Designing antiviral therapeutics is of great concern per current pandemics caused by novel coronavirus or SARS-CoV-2. The core polymerase enzyme in the viral replication/transcription machinery is generally conserved and serves well for drug target. In this work we briefly review structural biology and computational clues on representative single-subunit viral polymerases that are more or less connected with SARS-CoV-2 RNA dependent RNA polymerase (RdRp), in particular, to elucidate how nucleotide substrates and potential drug analogs are selected in the viral genome synthesis. To do that, we first survey two well studied RdRps from Polio virus and hepatitis C virus in regard to structural motifs and key residues that have been identified for the nucleotide selectivity. Then we focus on related structural and biochemical characteristics discovered for the SARS-CoV-2 RdRp. To further compare, we summarize what we have learned computationally from phage T7 RNA polymerase (RNAP) on its stepwise nucleotide selectivity, and extend discussion to a structurally similar human mitochondria RNAP, which deserves special attention as it cannot be adversely affected by antiviral treatments. We also include viral phi29 DNA polymerase for comparison, which has both helicase and proofreading activities on top of nucleotide selectivity for replication fidelity control. The helicase and proofreading functions are achieved by protein components in addition to RdRp in the coronavirus replication-transcription machine, with the proofreading strategy important for the fidelity control in synthesizing a comparatively large viral genome.
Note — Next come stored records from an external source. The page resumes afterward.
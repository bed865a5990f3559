//! # CreditWise
//!
//! Loan eligibility scoring with explainable risk and strength factors.
//!
//! ## Features
//!
//! - **Feature encoding**: applicant form → fixed-width model row, with one-hot
//!   categoricals (baseline levels have no column) and a derived DTI ratio
//! - **Inference**: fitted scaler + binary classifier loaded from JSON artifacts
//!   (logistic regression, linear SVM, decision tree, random forest)
//! - **Explanation**: confidence, financial snapshot, four risk and four
//!   strength factors
//! - **Web form**: server-rendered page with SVG charts and a JSON API
//!   (`server` feature)
//!
//! ## Quick Start
//!
//! ```no_run
//! use creditwise::{ApplicantInput, Artifacts, Config, Predictor};
//!
//! let artifacts = Artifacts::load(&Config::default())?;
//! let predictor = Predictor::new(artifacts);
//!
//! let report = predictor.assess(&ApplicantInput::default())?;
//! println!(
//!     "{} (confidence: {:.2}%)",
//!     report.decision.verdict.headline(),
//!     report.decision.confidence_percent()
//! );
//! # Ok::<(), creditwise::CreditError>(())
//! ```
//!
//! ## Architecture
//!
//! ```text
//! Form Input → Validation → Feature Encoding → Scaling → Classifier → Analysis → Page / JSON
//! ```

#![warn(missing_docs)]
#![warn(clippy::all)]

pub mod analysis;
pub mod config;
pub mod error;
pub mod features;
pub mod ml;
pub mod render;

#[cfg(feature = "server")]
pub mod server;

// Re-export main types
pub use analysis::flags::{Factor, FactorKind, RiskStrengthFlags};
pub use analysis::result::{Decision, DecisionReport, Verdict};
pub use analysis::snapshot::FinancialSnapshot;
pub use config::Config;
pub use error::CreditError;
pub use features::{encode, ApplicantInput, FeatureSchema, FeatureVector};
pub use ml::{Artifacts, Predictor};

/// Score one applicant against loaded artifacts
///
/// Convenience wrapper around [`Predictor::assess`] for one-off use.
///
/// # Errors
///
/// - `CreditError::InvalidInput` if a field is outside its form bounds
/// - `CreditError::SchemaMismatch` if the artifacts disagree on row width
///
/// # Example
///
/// ```
/// use creditwise::ml::{Classifier, Scaler};
/// use creditwise::{assess, ApplicantInput, Artifacts, FeatureSchema, Verdict};
///
/// let schema = FeatureSchema::new(vec!["Credit_Score".to_string()])?;
/// let classifier = Classifier::LogisticRegression { coef: vec![0.01], intercept: -6.0 };
/// let artifacts = Artifacts::new(schema, Scaler::Identity, Box::new(classifier));
///
/// // 650 * 0.01 - 6.0 = 0.5 > 0
/// let report = assess(&artifacts, &ApplicantInput::default())?;
/// assert_eq!(report.decision.verdict, Verdict::Approved);
/// # Ok::<(), creditwise::CreditError>(())
/// ```
pub fn assess(artifacts: &Artifacts, input: &ApplicantInput) -> Result<DecisionReport, CreditError> {
    let start_time = std::time::Instant::now();

    log::debug!("Assessing applicant against {} columns", artifacts.schema.len());

    input.validate()?;
    let vector = encode(input, &artifacts.schema);

    let report = DecisionReport {
        decision: ml::predictor::infer(artifacts, &vector)?,
        snapshot: FinancialSnapshot::from_input(input),
        flags: RiskStrengthFlags::from_input(input),
    };

    log::debug!(
        "Assessment finished in {:.3} ms",
        start_time.elapsed().as_secs_f64() * 1000.0
    );

    Ok(report)
}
Keywords: Fidelity control; Kinetic modeling; Molecular dynamics (MD) simulation; Nucleotide selection; RNA dependent RNA polymerase (RdRp); RNA/DNA polymerase (RNAP/DNAP).

Fig. 1

The representative single-subunit viral polymerase structures and conserved motifs. (A) The RdRp structure (or 3D^pol) from Polio virus (PV; left; PDB:3OLB) , with fingers, palm, thumb subdomains shown in pink, blue, and green, respectively; and with motifs A-F shown (right), colored red for A, green for B, light green for C, blue for D, magenta for E, and purple for F (motif G not shown); (B) The RdRp structure (or NS5B) from hepatitis C virus (HCV; left; PDB:4WTA) , and motifs A-F (right); (C) The core structure of SARS-CoV2 RdRp (left; PDB:7BTF; shown for residues S367-F920, no N-terminal part) , and motifs A to F (right); (D) The structure of T7 RNAP (left; PDB:1S0V) , and the motifs A-D (right). (E) The structure of human mitochondrial RNAP (or POLRMT) (left; PDB:4BOC; similar to T7 RNAP) , and the motifs A-D (right); (F) The structure of phi29 DNAP (left; PDB:2PYL) , and the motifs A-C (right). (G) The molecular schematics of the triphosphate-form nucleotide analogs from remdesivir (RDV) and sofosbuvir (SBV) along with corresponding natural nucleotide substrates ATP and UTP, respectively. (For interpretation of the references to colour in this figure legend, the reader is referred to the web version of this article.)

Fig. 2

The key residues involved in NTP entry, NTP binding or selection, and catalysis in the individual viral polymerases. For clarity, the catalysis/NTP entry related residues are shown (left) separately from those involved in the NTP binding/selection (right). (A) The key residues shown for Polio virus (PV) RdRp (or 3D^pol; PDB:3OLB; the NTP binding/selection residues identified are shaded and detailed in text). (B) The key residues shown for HCV RdRp (NS5B; PDB:4WTA; the NTP entry residues identified are shaded and addressed in text). (C) The key residues shown for SARS-CoV-2 RdRp (PDB:7BTF; the conserved catalytic residues and the residues potentially involved in the delayed chain termination are shaded and addressed in text, along with the key residues to be involved in the NTP-entry, binding/selection). (D) The key residues shown for T7 RNAP, with the O-helix and Y-helix on the fingers subdomain highlighted (PDB:1S0V; the NTP binding/selection residues are addressed in the related work [10]). (E) The key residues shown for human mitochondrial (hmt) RNAP (or POLRMT), with the O-helix and Y-helix highlighted (PDB:4BOC; the residues are shown similarly as in T7 RNAP). (F) The key residues shown for phi29 DNAP, with a comparable helix from the fingers subdomain highlighted [residue 375–390 overlap with the motif B; PDB:2PYL; the proofreading/cleavage involved residues are shaded (with Asp to Ala mutations); other residues are addressed in text].